Alcuni suoi colleghi, dopo la diffusione di stralci della sua audizione, hanno fortemente criticato alcune sue affermazioni.

«È vero, ho detto quanto c’era scritto, ma erano dichiarazioni che facevano parte di un discorso molto più ampio. Non era un giudizio sui sostituti della Procura di Napoli, che non conosco e quindi mai avrei potuto giudicare».

Napoli è la capitale della camorra. Lei ha grande esperienza di ’ndrangheta. Sarà difficile affrontare una realtà diversa?

«Il metodo di lavoro e gli strumenti investigativi sono gli stessi. Ovviamente ciascuna organizzazione ha le sue peculiarità. Normalmente, quando si cambia Ufficio, occorre colmare un fisiologico deficit di conoscenza sul territorio in cui si arriva. Metterò a disposizione la mia esperienza maturata in altri contesti, confrontandomi con quella dei colleghi».

L’hanno accusata di essere un magistrato-sceriffo.

«Non ho mai capito cosa vuol dire. Ho sempre lavorato con il codice in mano, se non ci sono le condizioni per arrestare o processare, sono il primo a fermarmi. Ciò che non tollero è non indagare o fare distinguo, per ragioni metagiuridiche. Tutti sono uguali di fronte alla legge. Se ci sono le prove si procede, altrimenti no».
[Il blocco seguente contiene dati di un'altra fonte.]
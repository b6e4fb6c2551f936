//! Builds the node tree from lexed items.

use std::collections::BTreeMap;

use super::lexer::{Item, Token};
use super::{FuncMap, SyntaxError};

#[derive(Debug, Clone, PartialEq)]
pub(crate) enum Node {
    Text(String),
    Action {
        pipe: Pipeline,
        line: usize,
    },
    If {
        branches: Vec<(Pipeline, Vec<Node>)>,
        otherwise: Vec<Node>,
        line: usize,
    },
    Template {
        name: String,
        pipe: Option<Pipeline>,
        line: usize,
    },
}

/// Commands joined by `|`; each command's result is passed as the last
/// argument of the next.
#[derive(Debug, Clone, PartialEq)]
pub(crate) struct Pipeline {
    pub commands: Vec<Command>,
}

#[derive(Debug, Clone, PartialEq)]
pub(crate) struct Command {
    pub args: Vec<Arg>,
}

#[derive(Debug, Clone, PartialEq)]
pub(crate) enum Arg {
    Dot,
    Nil,
    Field(Vec<String>),
    Func(String),
    Str(String),
    Int(i64),
    Bool(bool),
    Pipeline(Pipeline),
}

#[derive(Debug)]
pub(crate) struct Parsed {
    pub root: Vec<Node>,
    pub defines: BTreeMap<String, Vec<Node>>,
}

pub(crate) fn parse(items: Vec<Item>, funcs: &FuncMap) -> Result<Parsed, SyntaxError> {
    let mut parser = Parser {
        items: items.into_iter(),
        funcs,
        defines: BTreeMap::new(),
        line: 1,
    };

    let (root, end) = parser.list(true)?;
    match end {
        Terminator::Eof => Ok(Parsed {
            root,
            defines: parser.defines,
        }),
        Terminator::End(line) => Err(SyntaxError {
            line,
            message: "unexpected {{end}}".into(),
        }),
        Terminator::Else(line, _) => Err(SyntaxError {
            line,
            message: "unexpected {{else}}".into(),
        }),
    }
}

enum Terminator {
    Eof,
    End(usize),
    Else(usize, Option<Pipeline>),
}

struct Parser<'a> {
    items: std::vec::IntoIter<Item>,
    funcs: &'a FuncMap,
    defines: BTreeMap<String, Vec<Node>>,
    line: usize,
}

impl<'a> Parser<'a> {
    fn error(&self, message: impl Into<String>) -> SyntaxError {
        SyntaxError {
            line: self.line,
            message: message.into(),
        }
    }

    /// Parse nodes until `{{end}}`, `{{else}}` or end of input.
    fn list(&mut self, top_level: bool) -> Result<(Vec<Node>, Terminator), SyntaxError> {
        let mut nodes = Vec::new();

        while let Some(item) = self.items.next() {
            let (tokens, line) = match item {
                Item::Text(text) => {
                    nodes.push(Node::Text(text));
                    continue;
                }
                Item::Action { tokens, line } => (tokens, line),
            };
            self.line = line;

            let keyword = match tokens.first() {
                Some(Token::Ident(name)) => name.as_str(),
                Some(_) => "",
                None => return Err(self.error("missing value for command")),
            };

            match keyword {
                "end" => {
                    if tokens.len() != 1 {
                        return Err(self.error("unexpected arguments after end"));
                    }
                    return Ok((nodes, Terminator::End(line)));
                }
                "else" => {
                    let branch = match &tokens[1..] {
                        [] => None,
                        [Token::Ident(kw), rest @ ..] if kw == "if" => Some(self.pipeline(rest)?),
                        _ => return Err(self.error("unexpected arguments after else")),
                    };
                    return Ok((nodes, Terminator::Else(line, branch)));
                }
                "if" => nodes.push(self.if_block(&tokens[1..], line)?),
                "define" => {
                    if !top_level {
                        return Err(self.error("define is only allowed at the top level"));
                    }
                    self.define(&tokens[1..])?;
                }
                "template" => nodes.push(self.template(&tokens[1..], line)?),
                "range" | "with" | "block" | "break" | "continue" => {
                    return Err(self.error(format!("{{{{{}}}}} is not supported", keyword)));
                }
                _ => nodes.push(Node::Action {
                    pipe: self.pipeline(&tokens)?,
                    line,
                }),
            }
        }

        Ok((nodes, Terminator::Eof))
    }

    fn if_block(&mut self, tokens: &[Token], line: usize) -> Result<Node, SyntaxError> {
        let mut branches = Vec::new();
        let mut condition = self.pipeline(tokens)?;

        loop {
            let (body, end) = self.list(false)?;
            branches.push((condition, body));
            match end {
                Terminator::End(_) => {
                    return Ok(Node::If {
                        branches,
                        otherwise: Vec::new(),
                        line,
                    })
                }
                Terminator::Else(_, Some(next)) => condition = next,
                Terminator::Else(_, None) => {
                    let (otherwise, end) = self.list(false)?;
                    return match end {
                        Terminator::End(_) => Ok(Node::If {
                            branches,
                            otherwise,
                            line,
                        }),
                        Terminator::Else(else_line, _) => Err(SyntaxError {
                            line: else_line,
                            message: "expected end; found {{else}}".into(),
                        }),
                        Terminator::Eof => Err(self.error("unexpected EOF in if")),
                    };
                }
                Terminator::Eof => return Err(self.error("unexpected EOF in if")),
            }
        }
    }

    fn define(&mut self, tokens: &[Token]) -> Result<(), SyntaxError> {
        let name = match tokens {
            [Token::Str(name)] => name.clone(),
            _ => return Err(self.error("define expects a single quoted name")),
        };

        let (body, end) = self.list(false)?;
        match end {
            Terminator::End(_) => {}
            Terminator::Else(line, _) => {
                return Err(SyntaxError {
                    line,
                    message: format!("unexpected {{{{else}}}} in define {:?}", name),
                })
            }
            Terminator::Eof => {
                return Err(self.error(format!("unexpected EOF in define {:?}", name)))
            }
        }

        if self.defines.contains_key(&name) {
            return Err(self.error(format!("multiple definition of template {:?}", name)));
        }
        self.defines.insert(name, body);
        Ok(())
    }

    fn template(&mut self, tokens: &[Token], line: usize) -> Result<Node, SyntaxError> {
        let (name, rest) = match tokens {
            [Token::Str(name), rest @ ..] => (name.clone(), rest),
            _ => return Err(self.error("template expects a quoted name")),
        };
        let pipe = if rest.is_empty() {
            None
        } else {
            Some(self.pipeline(rest)?)
        };
        Ok(Node::Template { name, pipe, line })
    }

    fn pipeline(&self, tokens: &[Token]) -> Result<Pipeline, SyntaxError> {
        let mut cursor = Cursor { tokens, pos: 0 };
        let pipe = self.pipeline_until(&mut cursor, false)?;
        if cursor.pos < tokens.len() {
            return Err(self.error("unexpected right paren"));
        }
        Ok(pipe)
    }

    fn pipeline_until(&self, cursor: &mut Cursor<'_>, nested: bool) -> Result<Pipeline, SyntaxError> {
        let mut commands = Vec::new();
        let mut args = Vec::new();

        loop {
            let Some(token) = cursor.next() else {
                if nested {
                    return Err(self.error("unclosed left paren"));
                }
                break;
            };

            match token {
                Token::RightParen if nested => break,
                Token::RightParen => {
                    cursor.pos -= 1;
                    break;
                }
                Token::Pipe => {
                    if args.is_empty() {
                        return Err(self.error("missing command before |"));
                    }
                    commands.push(Command {
                        args: std::mem::take(&mut args),
                    });
                }
                Token::LeftParen => args.push(Arg::Pipeline(self.pipeline_until(cursor, true)?)),
                Token::Dot => args.push(Arg::Dot),
                Token::Field(names) => args.push(Arg::Field(names.clone())),
                Token::Str(s) => args.push(Arg::Str(s.clone())),
                Token::Int(i) => args.push(Arg::Int(*i)),
                Token::Bool(b) => args.push(Arg::Bool(*b)),
                Token::Ident(name) if name == "nil" => args.push(Arg::Nil),
                Token::Ident(name) => {
                    if !self.funcs.contains(name) {
                        return Err(self.error(format!("function {:?} not defined", name)));
                    }
                    args.push(Arg::Func(name.clone()));
                }
            }
        }

        if args.is_empty() {
            let message = if commands.is_empty() {
                "missing value for command"
            } else {
                "missing command after |"
            };
            return Err(self.error(message));
        }
        commands.push(Command { args });

        Ok(Pipeline { commands })
    }
}

struct Cursor<'t> {
    tokens: &'t [Token],
    pos: usize,
}

impl<'t> Cursor<'t> {
    fn next(&mut self) -> Option<&'t Token> {
        let token = self.tokens.get(self.pos)?;
        self.pos += 1;
        Some(token)
    }
}

#[cfg(test)]
mod tests {
    use super::*;
    use crate::engine::lexer::lex;

    fn parse_text(text: &str) -> Result<Parsed, SyntaxError> {
        parse(lex(text)?, &FuncMap::builtins())
    }

    #[test]
    fn test_pipeline_structure() {
        let parsed = parse_text(r#"{{ printf "%s" .A | printf "%s!" }}"#).unwrap();
        let Node::Action { pipe, .. } = &parsed.root[0] else {
            panic!("expected an action");
        };
        assert_eq!(pipe.commands.len(), 2);
        assert_eq!(
            pipe.commands[0].args,
            vec![
                Arg::Func("printf".into()),
                Arg::Str("%s".into()),
                Arg::Field(vec!["A".into()]),
            ]
        );
    }

    #[test]
    fn test_nested_parens() {
        let parsed = parse_text("{{ not (eq (printf \"%d\" 1) \"1\") }}").unwrap();
        let Node::Action { pipe, .. } = &parsed.root[0] else {
            panic!("expected an action");
        };
        assert!(matches!(pipe.commands[0].args[1], Arg::Pipeline(_)));
    }

    #[test]
    fn test_else_if_branches() {
        let parsed = parse_text("{{if .A}}a{{else if .B}}b{{else}}c{{end}}").unwrap();
        let Node::If { branches, otherwise, .. } = &parsed.root[0] else {
            panic!("expected if");
        };
        assert_eq!(branches.len(), 2);
        assert_eq!(otherwise, &vec![Node::Text("c".into())]);
    }

    #[test]
    fn test_defines_are_collected() {
        let parsed = parse_text("root{{define \"a\"}}A{{end}}{{define \"b\"}}B{{end}}").unwrap();
        assert_eq!(parsed.root, vec![Node::Text("root".into())]);
        assert_eq!(parsed.defines.len(), 2);
    }

    #[test]
    fn test_syntax_errors() {
        assert!(parse_text("{{ }}").is_err());
        assert!(parse_text("{{ (.A }}").is_err());
        assert!(parse_text("{{ .A) }}").is_err());
        assert!(parse_text("{{ | printf }}").is_err());
        assert!(parse_text("{{ .A | }}").is_err());
        assert!(parse_text("{{ template .A }}").is_err());
        assert!(parse_text("{{ if .A }}{{ else }}{{ else }}{{ end }}").is_err());
        assert!(parse_text("{{ define \"x\" }}").is_err());
    }

    #[test]
    fn test_error_line_is_reported() {
        let err = parse_text("a\nb\n{{ Unknown }}").unwrap_err();
        assert_eq!(err.line, 3);
    }
}
//! # inductor_config
//!
//! Configuration loading for Inductor.
//!
//! The configuration file is a JSON document with two required sections:
//!
//! - `config` - global defaults (headless, windows_updates, communicator, out_dir, ...)
//! - `operating_systems` - map of OS name to ISO and guest details, with optional editions
//!
//! ## Example
//!
//! ```rust,no_run
//! use inductor_config::InductorConfig;
//!
//! let config = InductorConfig::from_file("inductor.json").unwrap();
//! for name in config.list() {
//!     println!("{}", name);
//! }
//!
//! if let Some(os) = config.get("windows10") {
//!     println!("{} => {}", os.name, os.iso_url);
//! }
//! ```

pub mod error;
pub mod models;
pub mod registry;

pub use error::{ConfigError, ConfigResult};
pub use models::{Communicator, Edition, GlobalSettings, OperatingSystem};
pub use registry::InductorConfig;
La Procura di Napoli in passato ha condotto grandi inchieste sulla corruzione politica e sulle illegalità delle imprese. Poi è sembrata rallentare…

«Non sono abituato a dare giudizi senza constatare di persona. Sicuramente la riforma sulla cosiddetta presunzione di innocenza, sulla quale è noto il mio giudizio negativo, ha reso meno facile il lavoro degli organi di informazione».

L’hanno anche accusata di aver fatto indagini-show per attirare visibilità.

«Rispondo con le sentenze. Le cosiddette operazioni show, approdate a giudizio, stanno ottenendo conferme in primo grado, appello e Cassazione. Chi mi accusa di fare indagini che finiscono nel nulla, cita sempre le stesse due o tre. Come se avessi fatto solo queste».

Ridurre le intercettazioni?

«E perché? La criminalità si sta evolvendo e noi andiamo indietro. Gli altri Stati stanno investendo per “bucare” le piattaforme telematiche con cui le mafie comunicano, e noi dovremmo tornare all’investigatore con la lente d’ingrandimento?»

Impedirne la pubblicazione?

«Sono d’accordo sul fatto che le misure cautelari e le informative di reato debbano contenere solo i dati rilevanti e che si faccia attenzione a non coinvolgere terze persone. Ciò posto, se si adottano queste doverose accortezze, le intercettazioni, come tutti gli atti non più coperti da segreto, devono poter essere pubblicate, per consentire una informazione precisa e soprattutto esatta».

Sulla divisione delle carriere.

«La verità è che la separazione delle carriere è l’anticamera della sottoposizione del pm all’esecutivo».